I was funny, naturally, and when I left college around 19-20, it was very difficult to get any acting parts at that age, but I was able to get on national television shows just making up comedy in my bathroom. I had an agent who said, "Just do that and you'll get all the acting roles you want." … It really didn't happen that way. I just got further and further into comedy.
Then you started writing your own stuff and for a long time your real focus was making your own films.
When I was making my own movies regularly … that's sort of all you could do. Because once you started writing and once you raised the money you couldn't tell the people, "I'm going to stop for two years and go act in this movie." I still have another idea for a movie I might make, but I have to say, I've been enjoying playing different kinds of characters than I've played in the past.
And they're different kinds of roles than you write for yourself.
Absolutely. I wouldn't write a character in "Drive" for myself. Nor even "A Most Violent Year." I just finished a movie that'll be out this year with Will Smith.
The NFL concussion drama.
Yeah. It's a very interesting part. It's a guy that's still living. … I would only do this if I was an actor in it. I wouldn't write it. I certainly wouldn't put myself in it, if I did write it.
And yet you're so effective in these darker roles.
I think people get surprised that someone who's known for comedy can be serious. But my comedy's always been serious. I've never been a zany kind of person. And, you know, I played football in high school. People didn't fool around with me. It looked like I could punch you back. … And when you look at the real people in the world that are the scariest, they're not the overt kind of scary. Those people would get caught. You look at these people that give you the chills and they're smooth and they're quiet. It's just when pushed comes to shove, they can —
Put a fork in an eye.
That's right. The character [lawyer Andrew Walsh] in "A Most Violent Year," he wasn't killing people but he was certainly a guy who was almost suggesting it, who was almost saying, "If you don't play the game, this is how the game is played." That's a kind of seriousness in my gut that I've always had. Even as a kid.

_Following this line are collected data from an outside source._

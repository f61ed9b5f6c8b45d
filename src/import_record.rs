//! §3 `ImportRecord`: an append-only collection whose growth is
//! authoritative. Indices into it, once issued, are stable for the
//! lifetime of the AST — tokens and rules store the `u32` handle, never
//! a reference, mirroring the teacher's preference for indices over
//! pointers when bridging the AST to an external bundler view
//! (`bundler.rs`'s dependency-index bookkeeping).
//!
//! Backed by a plain `Vec`: records are never looked up by value here
//! (that belongs to a downstream bundler), only by the stable index
//! handed out at insertion time, so no hashing/set structure earns its
//! keep in this crate. `indexmap` is still part of the dependency
//! stack — it backs the hash buckets in [`crate::minify`]'s duplicate-
//! rule elimination, where insertion order does matter.

use crate::error::SourcePos;

#[derive(Debug, Clone, Copy, PartialEq, Eq)]
pub enum ImportKind {
    /// `@import "x.css";` with no trailing media/supports conditions.
    ImportAt,
    /// `@import url(...) screen;` — conditions were present.
    ImportAtConditional,
    /// A `url(...)` token encountered outside `@import` (e.g. inside a
    /// declaration value).
    ImportUrl,
}

#[derive(Debug, Clone, PartialEq)]
pub struct ImportRecord {
    pub kind: ImportKind,
    pub path: String,
    pub range: (usize, usize),
    pub is_unused: bool,
}

/// Append-only collection of [`ImportRecord`]s for a single parse.
#[derive(Debug, Default)]
pub struct ImportRecords {
    records: Vec<ImportRecord>,
}

impl ImportRecords {
    pub fn new() -> Self {
        Self::default()
    }

    pub fn push(&mut self, kind: ImportKind, path: String, range: (usize, usize), is_unused: bool) -> u32 {
        let index = self.records.len() as u32;
        self.records.push(ImportRecord { kind, path, range, is_unused });
        index
    }

    pub fn get(&self, index: u32) -> &ImportRecord {
        &self.records[index as usize]
    }

    pub fn into_vec(self) -> Vec<ImportRecord> {
        self.records
    }

    pub fn len(&self) -> usize {
        self.records.len()
    }

    pub fn is_empty(&self) -> bool {
        self.records.is_empty()
    }
}

pub fn range_start(range: (usize, usize)) -> SourcePos {
    SourcePos(range.0)
}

There's always been, in your comedy, and most good comedy, this aggressive bite to it.
Yes, I was most aggressive to my own characters. I beat up my own characters in my comedy, as opposed to beating up society. I put my own characters through the mill. Making them fools.
What is it about comedy that is so hard for the performer, that makes drama less of a challenge?
I think there's some kind of trust that the audience needs if they're going to laugh, that they don't need in a drama. They don't need to trust you as an actor if you're going to scare them. But they need to trust you in some way, if you're going to make them laugh, because that's when people are most vulnerable. …I think my comedy's always been closer to the bone and closer to drama than the average movie comic. I look at a movie like "Modern Romance." It's almost a tragedy, that movie. It's a guy who can't connect and starts acting like an insane, jealous man. That movie, minus a few scenes, could be a very scary stalker movie. That kind of behavior, minus the laughs, is prison behavior!
I heard about your audition for "Drive." Did you really get physically aggressive?
We sat in [director Nicolas Winding Refn's] living room and talked. … I could see there was a doubt because I hadn't done [this kind of role] before. I knew it was going to be one meeting and that was it. He's funny, Nicolas Refn. He makes these extremely violent movies. But he's extremely pale. He looks like he's never been in a fight. Never. So before I left his house, we were standing in the doorway and I pinned him up against the wall. Like this. [Raises his right hand in a pincer-like, grip-to-the-throat gesture.] And I said very quietly, "You should have no doubt in your mind that if I wanted to, I could kill you right now. I'm strong enough to kill you right now." He said, "No, no, no! I have no doubt!"
It was totally spontaneous?
I thought of that as I stood up to leave. I thought, "What can I do?"
Bold choice!
It would have been stupid if, in his mind, he had given me the part and then [laughs] that would have changed his mind — "I don't want him anywhere near me!"